■ Exercise ■
Every line below must be given again exactly.

━━ Supplied material ━━

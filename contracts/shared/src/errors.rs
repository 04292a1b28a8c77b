//! Platform-wide error codes.
//!
//! One enum for the whole suite so that cross-contract calls surface a stable
//! code regardless of which contract rejected. Grouped by the failure
//! taxonomy: authorization, configuration, payment, exhaustion, lifecycle.

use soroban_sdk::contracterror;

#[contracterror]
#[derive(Copy, Clone, Debug, Eq, PartialEq, PartialOrd, Ord)]
#[repr(u32)]
pub enum Error {
    // Lifecycle
    NotInitialized = 1,
    AlreadyInitialized = 2,

    // Authorization
    NotAuthorized = 10,
    UnregisteredCoreContract = 11,
    MinterNotApproved = 12,
    NoMinterAssigned = 13,
    OnlyAssignedMinter = 14,
    NoPendingTransfer = 15,
    RenounceNotConfirmed = 16,

    // Configuration
    PriceNotConfigured = 20,
    InvalidPriceOrder = 21,
    HalfLifeBelowFloor = 22,
    AuctionAlreadyStarted = 23,
    PurchasesExist = 24,
    OnlyFutureAuctions = 25,
    InvalidAuctionDuration = 26,
    InvalidMaxInvocations = 27,
    LengthMismatch = 28,
    ValueTypeMismatch = 29,

    // Payment
    InsufficientPayment = 40,

    // Exhaustion (runtime, not static misconfiguration)
    MaxInvocationsReached = 50,
    MintLimitReached = 51,

    // Project state
    ProjectNotActive = 60,
    ProjectPaused = 61,

    // Auctions
    AuctionNotStarted = 70,
    AuctionNotConfigured = 71,
    AuctionAlreadyEnded = 72,
    AuctionNotEnded = 73,
    AuctionAlreadySettled = 74,
    AuctionNotComplete = 75,
    BidTooLow = 76,
    TokenNotBeingAuctioned = 77,

    // Settlement
    RevenuesAlreadyCollected = 80,
    OnlyPriceReduction = 81,
    PriceBelowBase = 82,

    // Allowlists
    InvalidMerkleProof = 90,
    HolderNotAllowed = 91,

    // Defense in depth
    ReentrancyDetected = 100,
}
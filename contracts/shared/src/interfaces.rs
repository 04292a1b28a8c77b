//! Client traits for every contract the suite talks to.
//!
//! The core NFT contract, AdminACL and CoreRegistry are external
//! collaborators: the suite consumes them strictly through these call
//! contracts and never links their crates. The [`FilterInterface`] is how
//! concrete minters see the MinterFilter — minters gate their own admin
//! functions through `admin_acl_allowed`, making the filter the single
//! source of admin truth for the whole suite.

use soroban_sdk::{contractclient, Address, BytesN, Env, String, Symbol};

use crate::types::RevenueSplits;

/// Core NFT contract, as consumed by the MinterFilter and the minters.
#[contractclient(name = "CoreClient")]
pub trait CoreInterface {
    /// Mint the next token of `project_id` to `to`. Only callable by the
    /// core's registered minter contract (the MinterFilter). `sender` is the
    /// originating purchaser, forwarded for the core's own bookkeeping.
    fn mint(env: Env, to: Address, project_id: u32, sender: Address) -> u64;

    /// Authoritative invocation ceiling for a project.
    fn project_max_invocations(env: Env, project_id: u32) -> u32;

    /// Number of tokens minted so far for a project.
    fn project_invocations(env: Env, project_id: u32) -> u32;

    fn project_active(env: Env, project_id: u32) -> bool;

    fn project_paused(env: Env, project_id: u32) -> bool;

    fn project_artist(env: Env, project_id: u32) -> Address;

    /// How `price` splits between the platform and the artist.
    fn get_primary_revenue_splits(env: Env, project_id: u32, price: i128) -> RevenueSplits;

    fn owner_of(env: Env, token_id: u64) -> Address;

    /// Transfer a token held by `from`. `from` must authorize.
    fn transfer(env: Env, from: Address, to: Address, token_id: u64);

    /// Deterministic per-token hash seeding the generative script.
    fn token_hash(env: Env, token_id: u64) -> BytesN<32>;
}

/// Admin ACL authorization oracle.
#[contractclient(name = "AclClient")]
pub trait AclInterface {
    /// May `sender` invoke `selector` on `target`?
    fn allowed(env: Env, sender: Address, target: Address, selector: Symbol) -> bool;

    fn super_admin(env: Env) -> Address;
}

/// Registry of core contracts trusted by the platform.
#[contractclient(name = "RegistryClient")]
pub trait RegistryInterface {
    fn is_registered_contract(env: Env, core: Address) -> bool;
}

/// MinterFilter, as seen by a concrete minter.
#[contractclient(name = "FilterClient")]
pub trait FilterInterface {
    /// Proxy a mint through the filter. `minter` must be the calling minter
    /// contract, currently bound to (`project_id`, `core`) and still
    /// approved. Returns the newly minted token id.
    fn mint_joo(
        env: Env,
        minter: Address,
        to: Address,
        project_id: u32,
        core: Address,
        sender: Address,
    ) -> u64;

    fn get_minter_for_project(env: Env, project_id: u32, core: Address) -> Address;

    /// Delegated ACL check used by minters for their own admin functions.
    fn admin_acl_allowed(env: Env, sender: Address, target: Address, selector: Symbol) -> bool;
}

/// Dependency registry, consumed by the HTML/script generator only.
///
/// The generator itself ships separately; this is its fixed call contract.
/// Script chunks fetched from the core carry a [`crate::types::ScriptVersion`]
/// header that must be stripped before concatenation.
#[contractclient(name = "DependencyRegistryClient")]
pub trait DependencyRegistryInterface {
    fn get_dependency_script_count(env: Env, dependency: BytesN<32>) -> u32;

    fn get_dependency_script_address(
        env: Env,
        dependency: BytesN<32>,
        index: u32,
    ) -> Address;

    /// Returns `(preferred_cdn, script_count)` for a dependency.
    fn get_dependency_details(env: Env, dependency: BytesN<32>) -> (String, u32);
}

━━━

■ Response for this exercise ■
filename contracts/shared/src/errors.rs
repository 04292a1b28a8c77b
//! Platform-wide error codes.
//!
//! One enum for the whole suite so that cross-contract calls surface a stable
//! code regardless of which contract rejected. Grouped by the failure
//! taxonomy: authorization, configuration, payment, exhaustion, lifecycle.

use soroban_sdk::contracterror;

#[contracterror]
#[derive(Copy, Clone, Debug, Eq, PartialEq, PartialOrd, Ord)]
#[repr(u32)]
pub enum Error {
    // Lifecycle
    NotInitialized = 1,
    AlreadyInitialized = 2,

    // Authorization
    NotAuthorized = 10,
    UnregisteredCoreContract = 11,
    MinterNotApproved = 12,
    NoMinterAssigned = 13,
    OnlyAssignedMinter = 14,
    NoPendingTransfer = 15,
    RenounceNotConfirmed = 16,

    // Configuration
    PriceNotConfigured = 20,
    InvalidPriceOrder = 21,
    HalfLifeBelowFloor = 22,
    AuctionAlreadyStarted = 23,
    PurchasesExist = 24,
    OnlyFutureAuctions = 25,
    InvalidAuctionDuration = 26,
    InvalidMaxInvocations = 27,
    LengthMismatch = 28,
    ValueTypeMismatch = 29,

    // Payment
    InsufficientPayment = 40,

    // Exhaustion (runtime, not static misconfiguration)
    MaxInvocationsReached = 50,
    MintLimitReached = 51,

    // Project state
    ProjectNotActive = 60,
    ProjectPaused = 61,

    // Auctions
    AuctionNotStarted = 70,
    AuctionNotConfigured = 71,
    AuctionAlreadyEnded = 72,
    AuctionNotEnded = 73,
    AuctionAlreadySettled = 74,
    AuctionNotComplete = 75,
    BidTooLow = 76,
    TokenNotBeingAuctioned = 77,

    // Settlement
    RevenuesAlreadyCollected = 80,
    OnlyPriceReduction = 81,
    PriceBelowBase = 82,

    // Allowlists
    InvalidMerkleProof = 90,
    HolderNotAllowed = 91,

    // Defense in depth
    ReentrancyDetected = 100,
}
filename contracts/shared/src/interfaces.rs
repository 04292a1b28a8c77b
//! Client traits for every contract the suite talks to.
//!
//! The core NFT contract, AdminACL and CoreRegistry are external
//! collaborators: the suite consumes them strictly through these call
//! contracts and never links their crates. The [`FilterInterface`] is how
//! concrete minters see the MinterFilter — minters gate their own admin
//! functions through `admin_acl_allowed`, making the filter the single
//! source of admin truth for the whole suite.

use soroban_sdk::{contractclient, Address, BytesN, Env, String, Symbol};

use crate::types::RevenueSplits;

/// Core NFT contract, as consumed by the MinterFilter and the minters.
#[contractclient(name = "CoreClient")]
pub trait CoreInterface {
    /// Mint the next token of `project_id` to `to`. Only callable by the
    /// core's registered minter contract (the MinterFilter). `sender` is the
    /// originating purchaser, forwarded for the core's own bookkeeping.
    fn mint(env: Env, to: Address, project_id: u32, sender: Address) -> u64;

    /// Authoritative invocation ceiling for a project.
    fn project_max_invocations(env: Env, project_id: u32) -> u32;

    /// Number of tokens minted so far for a project.
    fn project_invocations(env: Env, project_id: u32) -> u32;

    fn project_active(env: Env, project_id: u32) -> bool;

    fn project_paused(env: Env, project_id: u32) -> bool;

    fn project_artist(env: Env, project_id: u32) -> Address;

    /// How `price` splits between the platform and the artist.
    fn get_primary_revenue_splits(env: Env, project_id: u32, price: i128) -> RevenueSplits;

    fn owner_of(env: Env, token_id: u64) -> Address;

    /// Transfer a token held by `from`. `from` must authorize.
    fn transfer(env: Env, from: Address, to: Address, token_id: u64);

    /// Deterministic per-token hash seeding the generative script.
    fn token_hash(env: Env, token_id: u64) -> BytesN<32>;
}

/// Admin ACL authorization oracle.
#[contractclient(name = "AclClient")]
pub trait AclInterface {
    /// May `sender` invoke `selector` on `target`?
    fn allowed(env: Env, sender: Address, target: Address, selector: Symbol) -> bool;

    fn super_admin(env: Env) -> Address;
}

/// Registry of core contracts trusted by the platform.
#[contractclient(name = "RegistryClient")]
pub trait RegistryInterface {
    fn is_registered_contract(env: Env, core: Address) -> bool;
}

/// MinterFilter, as seen by a concrete minter.
#[contractclient(name = "FilterClient")]
pub trait FilterInterface {
    /// Proxy a mint through the filter. `minter` must be the calling minter
    /// contract, currently bound to (`project_id`, `core`) and still
    /// approved. Returns the newly minted token id.
    fn mint_joo(
        env: Env,
        minter: Address,
        to: Address,
        project_id: u32,
        core: Address,
        sender: Address,
    ) -> u64;

    fn get_minter_for_project(env: Env, project_id: u32, core: Address) -> Address;

    /// Delegated ACL check used by minters for their own admin functions.
    fn admin_acl_allowed(env: Env, sender: Address, target: Address, selector: Symbol) -> bool;
}

/// Dependency registry, consumed by the HTML/script generator only.
///
/// The generator itself ships separately; this is its fixed call contract.
/// Script chunks fetched from the core carry a [`crate::types::ScriptVersion`]
/// header that must be stripped before concatenation.
#[contractclient(name = "DependencyRegistryClient")]
pub trait DependencyRegistryInterface {
    fn get_dependency_script_count(env: Env, dependency: BytesN<32>) -> u32;

    fn get_dependency_script_address(
        env: Env,
        dependency: BytesN<32>,
        index: u32,
    ) -> Address;

    /// Returns `(preferred_cdn, script_count)` for a dependency.
    fn get_dependency_details(env: Env, dependency: BytesN<32>) -> (String, u32);
}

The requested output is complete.